### Problem details
Please give the number of lines in the listing that include the word "query", with no other words.

─── Dataset entries ───

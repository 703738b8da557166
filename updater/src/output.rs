//! Output emitted by the updater: the manifest file and progress lines.
//!
//! The manifest is written to a temporary file in the destination directory
//! and renamed over the destination only once fully written, so a failed run
//! never leaves a truncated manifest behind.

use crate::error::{ManifestError, Result};
use camino::Utf8Path;
use std::io::Write;
use tempfile::NamedTempFile;

/// Atomically replace the file at `path` with `contents`.
///
/// The parent directory must already exist.
///
/// # Errors
///
/// Returns [`ManifestError::WriteManifest`] if the temporary file cannot be
/// created or written, or the rename fails.
pub fn write_atomically(path: &Utf8Path, contents: &str) -> Result<()> {
    let to_write_error = |source: std::io::Error| ManifestError::WriteManifest {
        path: path.to_owned(),
        source,
    };

    let parent = match path.parent() {
        Some(parent) if !parent.as_str().is_empty() => parent,
        _ => Utf8Path::new("."),
    };

    let mut file = NamedTempFile::new_in(parent).map_err(to_write_error)?;
    file.write_all(contents.as_bytes()).map_err(to_write_error)?;
    file.as_file().sync_all().map_err(to_write_error)?;
    file.persist(path).map_err(|e| to_write_error(e.error))?;

    log::debug!("wrote {} bytes to {path}", contents.len());
    Ok(())
}

/// Write one progress line to `stderr`.
///
/// Progress output is best-effort; write failures are ignored.
pub fn write_stderr_line(stderr: &mut dyn Write, message: impl std::fmt::Display) {
    if writeln!(stderr, "{message}").is_err() {
        // Best-effort logging; ignore write failures.
    }
}
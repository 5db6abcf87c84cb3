//! CLI command definitions
//!
//! All CLI structs and subcommand enums are defined here.

use crate::integrations::jira::DEFAULT_SEARCH_FIELDS;
use crate::output::{
    format_parser, Format, ISSUE_FORMATS, LIST_FORMATS, PAGE_FORMATS, SINGLE_FORMATS,
};
use clap::{Parser, Subcommand};
use std::path::PathBuf;

/// Command-line clients for Jira, Confluence, GitLab and Slack
#[derive(Parser, Debug)]
#[command(name = "etools")]
#[command(version, about, long_about = None)]
#[command(arg_required_else_help = true)]
pub struct Cli {
    /// Path to the credentials file (default: ~/.enterprise-tools/credentials.env)
    #[arg(short, long, global = true, env = "ETOOLS_CREDENTIALS")]
    pub config: Option<PathBuf>,

    /// Enable debug logging on stderr
    #[arg(short, long, global = true)]
    pub verbose: bool,

    #[command(subcommand)]
    pub command: Commands,
}

#[derive(Subcommand, Debug)]
pub enum Commands {
    /// Jira issues, transitions, sprints and boards
    #[command(subcommand)]
    Jira(JiraCommands),

    /// Confluence pages and spaces
    #[command(subcommand)]
    Confluence(ConfluenceCommands),

    /// GitLab merge requests, pipelines and branches
    #[command(subcommand, name = "gitlab")]
    GitLab(GitLabCommands),

    /// Slack messages, DMs and channels
    #[command(subcommand)]
    Slack(SlackCommands),

    /// Test connectivity to every configured service
    Check,
}

#[derive(Subcommand, Debug)]
pub enum JiraCommands {
    /// Search issues with JQL
    Search {
        /// JQL query (e.g., "project = PROJ AND status = Open")
        #[arg(long)]
        jql: String,

        /// Comma-separated fields to fetch
        #[arg(long, default_value = DEFAULT_SEARCH_FIELDS)]
        fields: String,

        #[arg(long, default_value_t = 50)]
        max_results: u32,

        #[arg(long, default_value = "summary", value_parser = format_parser(ISSUE_FORMATS))]
        format: Format,
    },

    /// Show one issue
    Get {
        /// Issue key (e.g., PROJ-123)
        #[arg(long)]
        issue: String,

        #[arg(long, default_value = "summary", value_parser = format_parser(SINGLE_FORMATS))]
        format: Format,
    },

    /// Create an issue, optionally assigned and linked to an epic
    Create {
        /// Project key
        #[arg(long)]
        project: String,

        /// Issue type (Task, Bug, Story, ...)
        #[arg(long = "type")]
        issue_type: String,

        #[arg(long)]
        summary: String,

        #[arg(long)]
        description: Option<String>,

        /// Comma-separated labels
        #[arg(long)]
        labels: Option<String>,

        /// Display name, email or account ID
        #[arg(long)]
        assignee: Option<String>,

        /// Epic key to set as parent
        #[arg(long)]
        epic: Option<String>,
    },

    /// Transition, comment, reassign or rename an issue
    Update {
        #[arg(long)]
        issue: String,

        /// Transition name (case-insensitive)
        #[arg(long)]
        transition: Option<String>,

        #[arg(long)]
        comment: Option<String>,

        #[arg(long)]
        assignee: Option<String>,

        #[arg(long)]
        summary: Option<String>,
    },

    /// List the transitions available for an issue
    Transitions {
        #[arg(long)]
        issue: String,
    },

    /// Assign an issue ("none" unassigns)
    Assign {
        #[arg(long)]
        issue: String,

        #[arg(long)]
        user: String,
    },

    /// Set an issue's parent epic
    LinkEpic {
        #[arg(long)]
        issue: String,

        #[arg(long)]
        epic: String,
    },

    /// Find users by name or email
    Users {
        #[arg(long)]
        query: String,

        #[arg(long, default_value = "summary", value_parser = format_parser(LIST_FORMATS))]
        format: Format,
    },

    /// List projects
    Projects {
        #[arg(long, default_value = "summary", value_parser = format_parser(LIST_FORMATS))]
        format: Format,
    },

    /// Set start and/or due date (YYYY-MM-DD)
    Dates {
        #[arg(long)]
        issue: String,

        #[arg(long)]
        start: Option<String>,

        #[arg(long)]
        due: Option<String>,
    },

    /// Reopen a resolved issue
    Unresolve {
        #[arg(long)]
        issue: String,
    },

    /// Show the latest comments on an issue
    Comments {
        #[arg(long)]
        issue: String,

        #[arg(long, default_value_t = 20)]
        max_results: u32,
    },

    /// Add and/or remove labels
    Labels {
        #[arg(long)]
        issue: String,

        /// Comma-separated labels to add
        #[arg(long)]
        add: Option<String>,

        /// Comma-separated labels to remove
        #[arg(long)]
        remove: Option<String>,
    },

    /// List priorities, or set one on an issue
    Priority {
        #[arg(long)]
        issue: Option<String>,

        /// Priority name (e.g., High)
        #[arg(long)]
        set: Option<String>,
    },

    /// Link two issues, or list link types
    Link {
        /// Outward issue key
        #[arg(long)]
        from: Option<String>,

        /// Inward issue key
        #[arg(long)]
        to: Option<String>,

        /// Link type name (e.g., Blocks)
        #[arg(long = "type")]
        link_type: Option<String>,

        #[arg(long)]
        list_types: bool,
    },

    /// List active and future sprints, or move an issue into one
    Sprints {
        /// Board ID (default: first board)
        #[arg(long)]
        board: Option<u64>,

        /// Issue key to move
        #[arg(long = "move", requires = "to")]
        move_issue: Option<String>,

        /// Target sprint ID
        #[arg(long, requires = "move_issue")]
        to: Option<u64>,
    },

    /// List agile boards
    Boards {
        #[arg(long, default_value = "summary", value_parser = format_parser(LIST_FORMATS))]
        format: Format,
    },
}

#[derive(Subcommand, Debug)]
pub enum ConfluenceCommands {
    /// Search content with CQL
    Search {
        /// CQL query (e.g., "space = ENG AND text ~ deploy")
        #[arg(long)]
        cql: String,

        #[arg(long, default_value_t = 25)]
        limit: u32,

        #[arg(long, default_value = "summary", value_parser = format_parser(LIST_FORMATS))]
        format: Format,
    },

    /// Show one page
    Get {
        #[arg(long)]
        page_id: String,

        #[arg(long, default_value = "summary", value_parser = format_parser(PAGE_FORMATS))]
        format: Format,
    },

    /// Create a page
    Create {
        /// Space key
        #[arg(long)]
        space: String,

        #[arg(long)]
        title: String,

        /// Body in storage format (XHTML)
        #[arg(long)]
        content: String,

        #[arg(long)]
        parent_id: Option<String>,
    },

    /// Replace a page's body, bumping its version
    Update {
        #[arg(long)]
        page_id: String,

        #[arg(long)]
        content: String,

        /// New title (default: keep the current one)
        #[arg(long)]
        title: Option<String>,
    },

    /// List spaces
    Spaces {
        #[arg(long, default_value_t = 50)]
        limit: u32,

        #[arg(long, default_value = "summary", value_parser = format_parser(LIST_FORMATS))]
        format: Format,
    },
}

#[derive(Subcommand, Debug)]
pub enum GitLabCommands {
    /// List merge requests
    Mrs {
        /// Project path or ID (e.g., group/project)
        #[arg(long)]
        project: String,

        #[arg(long, default_value = "opened", value_parser = ["opened", "closed", "merged", "all"])]
        state: String,

        #[arg(long, default_value_t = 20)]
        limit: u32,

        #[arg(long, default_value = "summary", value_parser = format_parser(LIST_FORMATS))]
        format: Format,
    },

    /// Show one merge request
    Mr {
        #[arg(long)]
        project: String,

        #[arg(long)]
        mr_id: u64,

        #[arg(long, default_value = "summary", value_parser = format_parser(SINGLE_FORMATS))]
        format: Format,
    },

    /// Open a merge request
    CreateMr {
        #[arg(long)]
        project: String,

        /// Source branch
        #[arg(long)]
        source: String,

        /// Target branch
        #[arg(long)]
        target: String,

        #[arg(long)]
        title: String,

        #[arg(long, default_value = "")]
        description: String,
    },

    /// Merge a merge request
    Merge {
        #[arg(long)]
        project: String,

        #[arg(long)]
        mr_id: u64,

        #[arg(long)]
        squash: bool,

        /// Remove the source branch after merging
        #[arg(long)]
        delete_source: bool,
    },

    /// List pipelines
    Pipelines {
        #[arg(long)]
        project: String,

        /// Filter by status (running, pending, success, failed, ...)
        #[arg(long)]
        status: Option<String>,

        /// Filter by branch or tag
        #[arg(long = "ref")]
        git_ref: Option<String>,

        #[arg(long, default_value_t = 20)]
        limit: u32,

        #[arg(long, default_value = "summary", value_parser = format_parser(LIST_FORMATS))]
        format: Format,
    },

    /// Show one pipeline as raw JSON
    Pipeline {
        #[arg(long)]
        project: String,

        #[arg(long)]
        pipeline_id: u64,
    },

    /// List a pipeline's jobs
    Jobs {
        #[arg(long)]
        project: String,

        #[arg(long)]
        pipeline_id: u64,

        /// Filter by job status
        #[arg(long)]
        status: Option<String>,

        #[arg(long, default_value = "summary", value_parser = format_parser(LIST_FORMATS))]
        format: Format,
    },

    /// Retry the failed jobs of a pipeline
    Retry {
        #[arg(long)]
        project: String,

        #[arg(long)]
        pipeline_id: u64,
    },

    /// List branches
    Branches {
        #[arg(long)]
        project: String,

        #[arg(long, default_value_t = 20)]
        limit: u32,

        #[arg(long, default_value = "summary", value_parser = format_parser(LIST_FORMATS))]
        format: Format,
    },
}

#[derive(Subcommand, Debug)]
pub enum SlackCommands {
    /// Post a message to a channel
    Send {
        /// Channel name or ID (e.g., #general)
        #[arg(long)]
        channel: String,

        #[arg(long)]
        message: String,

        /// Reply in this thread
        #[arg(long)]
        thread_ts: Option<String>,

        /// Block Kit JSON array
        #[arg(long)]
        blocks: Option<String>,
    },

    /// Send a direct message
    Dm {
        /// User name, display name or ID
        #[arg(long)]
        user: String,

        #[arg(long)]
        message: String,
    },

    /// List channels
    Channels {
        #[arg(long, default_value_t = 100)]
        limit: u32,

        #[arg(long, default_value = "summary", value_parser = format_parser(LIST_FORMATS))]
        format: Format,
    },

    /// Show recent messages in a channel
    History {
        #[arg(long)]
        channel: String,

        #[arg(long, default_value_t = 20)]
        limit: u32,

        #[arg(long, default_value = "summary", value_parser = format_parser(LIST_FORMATS))]
        format: Format,
    },

    /// Search messages
    Search {
        #[arg(long)]
        query: String,

        /// Restrict to one channel
        #[arg(long)]
        in_channel: Option<String>,

        #[arg(long, default_value_t = 20)]
        limit: u32,

        #[arg(long, default_value = "summary", value_parser = format_parser(LIST_FORMATS))]
        format: Format,
    },
}

#[cfg(test)]
mod tests {
    use super::*;
    use clap::CommandFactory;

    #[test]
    fn test_cli_definition_is_valid() {
        Cli::command().debug_assert();
    }

    #[test]
    fn test_jira_search_defaults() {
        let cli = Cli::try_parse_from(["etools", "jira", "search", "--jql", "project = X"]).unwrap();
        match cli.command {
            Commands::Jira(JiraCommands::Search {
                max_results,
                format,
                fields,
                ..
            }) => {
                assert_eq!(max_results, 50);
                assert_eq!(format, Format::Summary);
                assert_eq!(fields, DEFAULT_SEARCH_FIELDS);
            }
            other => panic!("unexpected command: {other:?}"),
        }
    }

    #[test]
    fn test_reserved_word_flags() {
        let cli = Cli::try_parse_from([
            "etools", "jira", "sprints", "--move", "PROJ-1", "--to", "42",
        ])
        .unwrap();
        assert!(matches!(
            cli.command,
            Commands::Jira(JiraCommands::Sprints {
                move_issue: Some(_),
                to: Some(42),
                ..
            })
        ));

        let cli = Cli::try_parse_from([
            "etools", "gitlab", "pipelines", "--project", "g/p", "--ref", "main",
        ])
        .unwrap();
        assert!(matches!(
            cli.command,
            Commands::GitLab(GitLabCommands::Pipelines { git_ref: Some(_), .. })
        ));
    }

    #[test]
    fn test_move_requires_target_sprint() {
        let err = Cli::try_parse_from(["etools", "jira", "sprints", "--move", "PROJ-1"]).unwrap_err();
        assert_eq!(err.kind(), clap::error::ErrorKind::MissingRequiredArgument);
    }

    #[test]
    fn test_missing_subcommand_shows_help() {
        let err = Cli::try_parse_from(["etools"]).unwrap_err();
        assert_eq!(
            err.kind(),
            clap::error::ErrorKind::DisplayHelpOnMissingArgumentOrSubcommand
        );

        let err = Cli::try_parse_from(["etools", "slack"]).unwrap_err();
        assert_eq!(
            err.kind(),
            clap::error::ErrorKind::DisplayHelpOnMissingArgumentOrSubcommand
        );
    }

    #[test]
    fn test_format_limited_to_applicable_modes() {
        let err = Cli::try_parse_from(["etools", "jira", "search", "--jql", "x", "--format", "markdown"])
            .unwrap_err();
        assert_eq!(err.kind(), clap::error::ErrorKind::InvalidValue);

        let err = Cli::try_parse_from(["etools", "slack", "channels", "--format", "table"]).unwrap_err();
        assert_eq!(err.kind(), clap::error::ErrorKind::InvalidValue);

        let cli = Cli::try_parse_from(["etools", "confluence", "get", "--page-id", "1", "--format", "markdown"])
            .unwrap();
        assert!(matches!(
            cli.command,
            Commands::Confluence(ConfluenceCommands::Get {
                format: Format::Markdown,
                ..
            })
        ));

        let cli = Cli::try_parse_from(["etools", "jira", "search", "--jql", "x", "--format", "keys"]).unwrap();
        assert!(matches!(
            cli.command,
            Commands::Jira(JiraCommands::Search {
                format: Format::Keys,
                ..
            })
        ));
    }

    #[test]
    fn test_invalid_format_rejected() {
        let err = Cli::try_parse_from(["etools", "jira", "projects", "--format", "xml"]).unwrap_err();
        assert_eq!(err.kind(), clap::error::ErrorKind::InvalidValue);
    }
}
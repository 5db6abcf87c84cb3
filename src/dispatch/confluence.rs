use super::Context;
use crate::commands::ConfluenceCommands;
use crate::config::Service;
use crate::integrations::ConfluenceClient;
use crate::output::{format_list, format_one};
use crate::workflow::{update_page, Report};
use crate::Result;

pub(super) async fn run(cmd: ConfluenceCommands, ctx: &Context, report: &mut Report) -> Result<()> {
    let confluence =
        ConfluenceClient::connect(&ctx.credentials(Service::Confluence)?, ctx.transport())?;

    match cmd {
        ConfluenceCommands::Search { cql, limit, format } => {
            let pages = confluence.search(&cql, limit).await?;
            report.emit(format_list(&pages, format)?);
        }

        ConfluenceCommands::Get { page_id, format } => {
            let page = confluence.page(&page_id).await?;
            report.emit(format_one(&page, format)?);
        }

        ConfluenceCommands::Create {
            space,
            title,
            content,
            parent_id,
        } => {
            let page = confluence
                .create_page(&space, &title, &content, parent_id.as_deref())
                .await?;
            report.emit(format!("Created: [{}] {} in {}", page.id, page.title, space));
        }

        ConfluenceCommands::Update {
            page_id,
            content,
            title,
        } => {
            update_page(&confluence, &page_id, &content, title.as_deref(), report).await?;
        }

        ConfluenceCommands::Spaces { limit, format } => {
            let spaces = confluence.spaces(limit).await?;
            report.emit(format_list(&spaces, format)?);
        }
    }

    Ok(())
}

───

### Response below
4